__Problem details__. Among the records that follow, set down only the lines from the one containing "filename src/utils/mod.rs" to the one containing "if hostname.is_empty() ||", both included, exactly.

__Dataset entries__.
——————————

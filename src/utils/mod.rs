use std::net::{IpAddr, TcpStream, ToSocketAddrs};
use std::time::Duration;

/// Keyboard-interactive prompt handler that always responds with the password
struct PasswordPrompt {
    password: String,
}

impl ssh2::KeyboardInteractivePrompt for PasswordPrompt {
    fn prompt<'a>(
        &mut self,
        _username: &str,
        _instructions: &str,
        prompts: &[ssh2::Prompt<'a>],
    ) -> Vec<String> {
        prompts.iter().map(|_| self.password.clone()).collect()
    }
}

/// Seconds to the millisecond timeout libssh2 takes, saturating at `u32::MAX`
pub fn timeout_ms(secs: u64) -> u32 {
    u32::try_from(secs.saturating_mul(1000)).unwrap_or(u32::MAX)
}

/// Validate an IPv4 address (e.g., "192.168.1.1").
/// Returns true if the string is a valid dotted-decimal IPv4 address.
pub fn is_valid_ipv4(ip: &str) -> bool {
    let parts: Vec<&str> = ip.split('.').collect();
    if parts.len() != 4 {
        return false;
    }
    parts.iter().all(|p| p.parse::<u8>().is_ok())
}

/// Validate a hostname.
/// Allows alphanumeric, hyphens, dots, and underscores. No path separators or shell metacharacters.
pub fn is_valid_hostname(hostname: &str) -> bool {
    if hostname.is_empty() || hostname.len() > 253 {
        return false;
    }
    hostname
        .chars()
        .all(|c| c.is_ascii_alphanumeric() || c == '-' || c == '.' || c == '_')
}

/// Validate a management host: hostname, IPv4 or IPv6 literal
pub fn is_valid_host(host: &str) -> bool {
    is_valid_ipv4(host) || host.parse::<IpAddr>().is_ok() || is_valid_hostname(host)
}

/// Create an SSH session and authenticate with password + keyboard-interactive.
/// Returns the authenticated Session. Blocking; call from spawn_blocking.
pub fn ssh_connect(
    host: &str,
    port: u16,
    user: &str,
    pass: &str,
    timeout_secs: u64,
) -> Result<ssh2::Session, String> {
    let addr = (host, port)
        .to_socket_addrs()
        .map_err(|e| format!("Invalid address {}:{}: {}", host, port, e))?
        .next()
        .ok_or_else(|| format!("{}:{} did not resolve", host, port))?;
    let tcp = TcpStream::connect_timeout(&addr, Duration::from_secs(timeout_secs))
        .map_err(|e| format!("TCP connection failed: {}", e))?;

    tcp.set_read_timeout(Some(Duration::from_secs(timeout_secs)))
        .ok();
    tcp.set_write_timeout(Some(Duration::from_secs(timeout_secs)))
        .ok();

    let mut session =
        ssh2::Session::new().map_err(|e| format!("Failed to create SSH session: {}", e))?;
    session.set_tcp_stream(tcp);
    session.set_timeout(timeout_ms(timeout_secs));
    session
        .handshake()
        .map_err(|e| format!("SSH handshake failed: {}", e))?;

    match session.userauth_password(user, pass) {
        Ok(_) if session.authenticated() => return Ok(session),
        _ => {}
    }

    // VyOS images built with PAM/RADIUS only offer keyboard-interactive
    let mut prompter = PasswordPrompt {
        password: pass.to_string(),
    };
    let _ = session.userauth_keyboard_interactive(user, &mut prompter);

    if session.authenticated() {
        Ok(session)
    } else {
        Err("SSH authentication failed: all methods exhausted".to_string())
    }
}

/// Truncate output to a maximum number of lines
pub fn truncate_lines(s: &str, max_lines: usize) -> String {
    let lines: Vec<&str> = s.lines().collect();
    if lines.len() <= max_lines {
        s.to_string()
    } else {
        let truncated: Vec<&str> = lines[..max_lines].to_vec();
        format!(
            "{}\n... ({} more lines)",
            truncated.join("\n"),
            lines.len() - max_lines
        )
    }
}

——————————

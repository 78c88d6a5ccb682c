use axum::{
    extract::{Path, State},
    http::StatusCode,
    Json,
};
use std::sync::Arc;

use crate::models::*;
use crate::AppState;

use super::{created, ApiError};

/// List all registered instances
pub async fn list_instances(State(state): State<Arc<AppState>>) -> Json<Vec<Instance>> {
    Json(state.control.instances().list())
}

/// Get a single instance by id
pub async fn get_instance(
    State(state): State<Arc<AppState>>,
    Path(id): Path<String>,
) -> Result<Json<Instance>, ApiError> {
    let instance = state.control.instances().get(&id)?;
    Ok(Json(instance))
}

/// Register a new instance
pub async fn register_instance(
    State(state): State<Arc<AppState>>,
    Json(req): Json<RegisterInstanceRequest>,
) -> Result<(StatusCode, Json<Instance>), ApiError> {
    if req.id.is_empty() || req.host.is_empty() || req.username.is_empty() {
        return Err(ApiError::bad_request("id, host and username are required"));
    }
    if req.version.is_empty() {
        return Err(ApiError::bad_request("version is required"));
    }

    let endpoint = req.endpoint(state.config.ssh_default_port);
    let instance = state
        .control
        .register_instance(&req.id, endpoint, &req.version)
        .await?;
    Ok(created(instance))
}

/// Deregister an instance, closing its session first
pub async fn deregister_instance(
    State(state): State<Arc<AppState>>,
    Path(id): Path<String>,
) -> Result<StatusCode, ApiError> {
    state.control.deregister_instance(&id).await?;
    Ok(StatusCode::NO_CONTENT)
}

——————————

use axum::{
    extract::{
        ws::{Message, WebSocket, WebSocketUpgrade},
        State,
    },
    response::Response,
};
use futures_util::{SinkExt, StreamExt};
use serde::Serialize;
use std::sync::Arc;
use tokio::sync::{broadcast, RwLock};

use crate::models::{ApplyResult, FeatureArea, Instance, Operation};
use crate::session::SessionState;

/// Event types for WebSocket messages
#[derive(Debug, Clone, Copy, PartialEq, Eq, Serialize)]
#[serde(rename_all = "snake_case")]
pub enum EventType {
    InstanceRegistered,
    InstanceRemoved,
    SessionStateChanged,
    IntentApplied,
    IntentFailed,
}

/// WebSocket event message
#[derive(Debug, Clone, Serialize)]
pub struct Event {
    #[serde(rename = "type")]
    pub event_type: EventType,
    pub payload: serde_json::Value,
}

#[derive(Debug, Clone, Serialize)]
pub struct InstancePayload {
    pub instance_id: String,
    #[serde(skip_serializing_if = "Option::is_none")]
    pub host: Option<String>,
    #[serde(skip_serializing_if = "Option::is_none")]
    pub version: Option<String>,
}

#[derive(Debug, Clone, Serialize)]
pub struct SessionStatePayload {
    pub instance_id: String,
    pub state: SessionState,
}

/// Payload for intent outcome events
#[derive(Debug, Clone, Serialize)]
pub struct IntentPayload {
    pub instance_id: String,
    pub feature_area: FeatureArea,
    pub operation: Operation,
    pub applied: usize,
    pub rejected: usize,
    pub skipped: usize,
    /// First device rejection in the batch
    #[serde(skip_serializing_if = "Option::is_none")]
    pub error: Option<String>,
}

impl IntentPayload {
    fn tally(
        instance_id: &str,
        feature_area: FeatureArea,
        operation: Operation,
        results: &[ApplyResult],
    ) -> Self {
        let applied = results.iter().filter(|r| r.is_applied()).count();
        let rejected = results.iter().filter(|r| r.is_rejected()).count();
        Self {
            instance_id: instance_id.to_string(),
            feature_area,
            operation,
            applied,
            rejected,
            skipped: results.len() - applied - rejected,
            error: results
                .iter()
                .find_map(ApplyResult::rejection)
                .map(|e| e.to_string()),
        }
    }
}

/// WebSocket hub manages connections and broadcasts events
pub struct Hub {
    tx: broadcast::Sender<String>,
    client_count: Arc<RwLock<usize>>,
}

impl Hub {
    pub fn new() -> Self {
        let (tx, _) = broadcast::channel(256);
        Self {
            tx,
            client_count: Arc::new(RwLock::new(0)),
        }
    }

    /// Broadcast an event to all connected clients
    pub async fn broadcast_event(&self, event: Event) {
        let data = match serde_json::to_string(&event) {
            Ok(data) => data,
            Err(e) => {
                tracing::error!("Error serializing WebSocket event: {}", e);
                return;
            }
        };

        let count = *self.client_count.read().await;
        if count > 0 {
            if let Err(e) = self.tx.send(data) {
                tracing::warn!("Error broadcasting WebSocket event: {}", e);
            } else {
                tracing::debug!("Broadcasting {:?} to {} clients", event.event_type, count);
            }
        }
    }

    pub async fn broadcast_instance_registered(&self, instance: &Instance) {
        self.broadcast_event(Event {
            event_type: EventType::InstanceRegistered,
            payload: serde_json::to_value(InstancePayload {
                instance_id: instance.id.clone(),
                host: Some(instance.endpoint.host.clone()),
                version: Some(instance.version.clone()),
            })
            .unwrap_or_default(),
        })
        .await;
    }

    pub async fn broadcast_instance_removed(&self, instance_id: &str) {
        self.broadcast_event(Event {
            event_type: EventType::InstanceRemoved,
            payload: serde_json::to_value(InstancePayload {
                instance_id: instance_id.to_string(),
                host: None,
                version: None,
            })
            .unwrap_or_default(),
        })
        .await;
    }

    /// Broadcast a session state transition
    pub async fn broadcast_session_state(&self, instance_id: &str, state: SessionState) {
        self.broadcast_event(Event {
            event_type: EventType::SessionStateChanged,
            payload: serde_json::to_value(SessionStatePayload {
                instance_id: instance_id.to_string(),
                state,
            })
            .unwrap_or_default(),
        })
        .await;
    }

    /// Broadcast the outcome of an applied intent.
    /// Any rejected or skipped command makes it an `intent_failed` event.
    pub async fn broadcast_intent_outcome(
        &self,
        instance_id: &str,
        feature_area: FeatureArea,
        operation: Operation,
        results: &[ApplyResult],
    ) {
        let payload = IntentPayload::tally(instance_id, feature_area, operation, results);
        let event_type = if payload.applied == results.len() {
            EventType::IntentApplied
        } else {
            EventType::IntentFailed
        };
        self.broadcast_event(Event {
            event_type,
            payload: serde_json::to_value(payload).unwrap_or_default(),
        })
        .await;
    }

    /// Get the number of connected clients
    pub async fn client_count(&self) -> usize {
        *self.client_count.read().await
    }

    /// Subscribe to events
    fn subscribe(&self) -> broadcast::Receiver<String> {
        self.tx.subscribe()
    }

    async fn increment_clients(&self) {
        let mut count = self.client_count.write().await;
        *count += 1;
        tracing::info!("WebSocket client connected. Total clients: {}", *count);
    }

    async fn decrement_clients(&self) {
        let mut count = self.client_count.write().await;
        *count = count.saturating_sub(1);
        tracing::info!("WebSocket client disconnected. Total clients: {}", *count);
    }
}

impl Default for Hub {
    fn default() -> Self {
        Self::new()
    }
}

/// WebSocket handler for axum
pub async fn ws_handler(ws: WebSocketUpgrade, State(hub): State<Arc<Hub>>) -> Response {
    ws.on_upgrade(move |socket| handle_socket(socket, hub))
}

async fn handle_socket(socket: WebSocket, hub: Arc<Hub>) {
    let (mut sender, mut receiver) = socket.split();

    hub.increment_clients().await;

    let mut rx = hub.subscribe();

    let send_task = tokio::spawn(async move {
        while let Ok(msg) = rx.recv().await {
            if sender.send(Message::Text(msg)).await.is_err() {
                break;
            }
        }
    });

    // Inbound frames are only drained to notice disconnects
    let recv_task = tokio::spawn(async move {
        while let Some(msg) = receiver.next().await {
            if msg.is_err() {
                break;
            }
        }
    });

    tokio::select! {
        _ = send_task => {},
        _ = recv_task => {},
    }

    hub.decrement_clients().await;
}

——————————

__Output__.
filename src/utils/mod.rs
use std::net::{IpAddr, TcpStream, ToSocketAddrs};
use std::time::Duration;

/// Keyboard-interactive prompt handler that always responds with the password
struct PasswordPrompt {
    password: String,
}

impl ssh2::KeyboardInteractivePrompt for PasswordPrompt {
    fn prompt<'a>(
        &mut self,
        _username: &str,
        _instructions: &str,
        prompts: &[ssh2::Prompt<'a>],
    ) -> Vec<String> {
        prompts.iter().map(|_| self.password.clone()).collect()
    }
}

/// Seconds to the millisecond timeout libssh2 takes, saturating at `u32::MAX`
pub fn timeout_ms(secs: u64) -> u32 {
    u32::try_from(secs.saturating_mul(1000)).unwrap_or(u32::MAX)
}

/// Validate an IPv4 address (e.g., "192.168.1.1").
/// Returns true if the string is a valid dotted-decimal IPv4 address.
pub fn is_valid_ipv4(ip: &str) -> bool {
    let parts: Vec<&str> = ip.split('.').collect();
    if parts.len() != 4 {
        return false;
    }
    parts.iter().all(|p| p.parse::<u8>().is_ok())
}

/// Validate a hostname.
/// Allows alphanumeric, hyphens, dots, and underscores. No path separators or shell metacharacters.
pub fn is_valid_hostname(hostname: &str) -> bool {
    if hostname.is_empty() || hostname.len() > 253 {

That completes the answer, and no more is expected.